Growth Hormone Replacement Therapy Improves Body Composition and Increases Bone Metabolism in Elderly Patients with Pituitary Disease1

Rita Fernholm, Margareta Bramnert, Erik Hägg, Agneta Hilding, David J. Baylink, Subburaman Mohan and Marja Thorén

Department of Endocrinology and Diabetology, Karolinska Hospital (R.F., A.H., M.T.), SE-171 76 Stockholm, Sweden; Department of Endocrinology, University Hospital MAS (M.B.), SE-205 02 Malmo, Sweden; Department of Internal Medicine, Norrlands University Hospital (E.H.), SE-901 85 Umea, Sweden; Department of Mineral Metabolism, Jerry L. Pettis Veterans Administration Medical Center (D.J.B., S.M.), Loma Linda, California 92357

Address all correspondence and requests for reprints to: Dr. Marja Thorén, Department of Endocrinology and Diabetology, Karolinska Hospital, S-171 76 Stockholm, Sweden. E-mail: marja{at}divmed.ks.se

Although a specific GH deficiency (GHD) syndrome in the adult and the response to GH replacement therapy are well recognized, there are few data available on the effect of GH replacement therapy in elderly GH-deficient patients. We studied the effect of GH therapy on body composition and bone mineral density measured by dual energy x-ray absorptiometry, markers for bone metabolism, insulin-like growth factors (IGFs), and IGF-binding proteins (IGFBPs) in 31 patients (6 women and 25 men; aged 60–79 yr; mean, 68 yr) with multiple pituitary hormone deficiencies. The GH response to arginine or insulin was below 3 µg/L (9 mU/L) in all subjects. They were randomized to GH (Humatrope, Eli Lilly & Co.) or placebo for 6 months, followed by 12 months of open treatment. The dose was 0.05 IU/kg·week for 1 month, and after that it was 0.1 IU/kg·week divided into daily sc injections (0.75–1.25 IU/day).

There were no changes in any of the measured variables during placebo treatment. GH treatment normalized serum IGF-I in a majority of the patients and increased IGFBP-3 and -5 as well as IGFBP-4 and IGF-II to values within normal range. Lean body mass was increased, and the increase at 6 and 12 months correlated with the increase in IGF-I (r = 0.46; P = 0.010 and r = 0.54, respectively; P = 0.003). GH treatment caused a modest, but highly significant, reduction of total body fat.
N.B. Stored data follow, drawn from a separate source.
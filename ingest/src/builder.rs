//! Record building: transaction-id generation, defaults, duplicate retry.

use std::sync::Arc;

use tracing::{info, warn};

use geoproof_store::artifact::random_token;
use geoproof_store::{NewVerification, StoreError, VerificationStore};
use geoproof_types::{PhotoRef, TimestampMillis, TransactionId, VerificationStatus};

use crate::validator::ValidSubmission;
use crate::IngestError;

/// Length of the random base-36 token in generated transaction ids.
pub const TXN_TOKEN_LEN: usize = 9;

/// How many times a write is retried with a fresh id when the store reports
/// a duplicate. The store's unique-key constraint is the authoritative
/// backstop; generation collisions are negligible but not impossible.
pub const MAX_WRITE_ATTEMPTS: u32 = 3;

/// Generate a fresh transaction id: `TXN` + epoch millis + 9 random
/// base-36 characters, uppercased.
pub fn generate_transaction_id() -> TransactionId {
    TransactionId::new(format!(
        "{}{}{}",
        TransactionId::PREFIX,
        TimestampMillis::now().as_millis(),
        random_token(TXN_TOKEN_LEN)
    ))
}

/// What the pipeline reports back after a committed submission. Carries the
/// normalized fields the HTTP layer echoes in its success response.
#[derive(Clone, Debug)]
pub struct IngestReceipt {
    pub id: u64,
    pub transaction_id: TransactionId,
    pub latitude: f64,
    pub longitude: f64,
    pub accuracy: Option<f64>,
    pub photo: PhotoRef,
    pub photo_size: u64,
    pub amount: String,
    pub timestamp: TimestampMillis,
}

/// The ingestion pipeline: validated submission in, committed record out.
pub struct Ingestor {
    store: Arc<dyn VerificationStore>,
    default_status: VerificationStatus,
}

impl Ingestor {
    /// Pipeline for the fully validated entry path (records are written as
    /// `verified`).
    pub fn new(store: Arc<dyn VerificationStore>) -> Self {
        Self::with_default_status(store, VerificationStatus::Verified)
    }

    /// Pipeline writing records with the given status; the simplified
    /// inline-storage path uses `Pending`.
    pub fn with_default_status(
        store: Arc<dyn VerificationStore>,
        default_status: VerificationStatus,
    ) -> Self {
        Self {
            store,
            default_status,
        }
    }

    /// Persist a validated submission, retrying with a fresh transaction id
    /// if the store reports a duplicate.
    pub fn commit(&self, valid: ValidSubmission) -> Result<IngestReceipt, IngestError> {
        let photo_size = valid.photo_bytes.len() as u64;
        let timestamp = valid.timestamp.unwrap_or_else(TimestampMillis::now);

        for attempt in 1..=MAX_WRITE_ATTEMPTS {
            let transaction_id = generate_transaction_id();
            let new = NewVerification {
                transaction_id: transaction_id.clone(),
                latitude: valid.latitude,
                longitude: valid.longitude,
                accuracy: valid.accuracy,
                photo_bytes: valid.photo_bytes.clone(),
                photo_extension: valid.photo_extension.clone(),
                timestamp,
                amount: valid.amount.clone().unwrap_or_else(|| "0".to_string()),
                recipient_name: valid.recipient_name.clone().unwrap_or_default(),
                recipient_upi: valid.recipient_upi.clone().unwrap_or_default(),
                note: valid.note.clone().unwrap_or_default(),
                status: self.default_status,
            };

            match self.store.write(new) {
                Ok(stored) => {
                    info!(
                        txn = %stored.transaction_id,
                        lat = valid.latitude,
                        lon = valid.longitude,
                        photo_size,
                        "verification saved"
                    );
                    return Ok(IngestReceipt {
                        id: stored.id,
                        transaction_id: stored.transaction_id,
                        latitude: valid.latitude,
                        longitude: valid.longitude,
                        accuracy: valid.accuracy,
                        photo: stored.photo,
                        photo_size,
                        amount: valid.amount.clone().unwrap_or_else(|| "0".to_string()),
                        timestamp,
                    });
                }
                Err(StoreError::Duplicate(id)) => {
                    warn!(%id, attempt, "transaction id collision, regenerating");
                }
                Err(e) => return Err(e.into()),
            }
        }
        Err(IngestError::IdRetriesExhausted)
    }
}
Mean bone mineral density was not different from that in healthy subjects of the same age and did not change during the observation period. Markers for bone formation (bone-specific alkaline phosphatase activity, osteocalcin, and procollagen I carboxyl-terminal peptide in serum) increased within the normal range, and levels were sustained throughout the study. The bone resorption marker (pyridinoline in urine) was significantly elevated for 12 months. Side-effects were mild, mostly attributed to fluid retention. In two patients with normal glucose tolerance at the start of the study, pathological glucose tolerance occurred in one patient and was impaired in one.

In conclusion, elderly patients with GHD respond to replacement therapy in a similar manner as younger subjects, with an improvement in body composition and an increase in markers for bone metabolism. Side-effects are few, and elderly GHD patients can be offered treatment. As long-term risks are unknown, GH doses should be titrated to keep IGF-I within the age-related physiological range.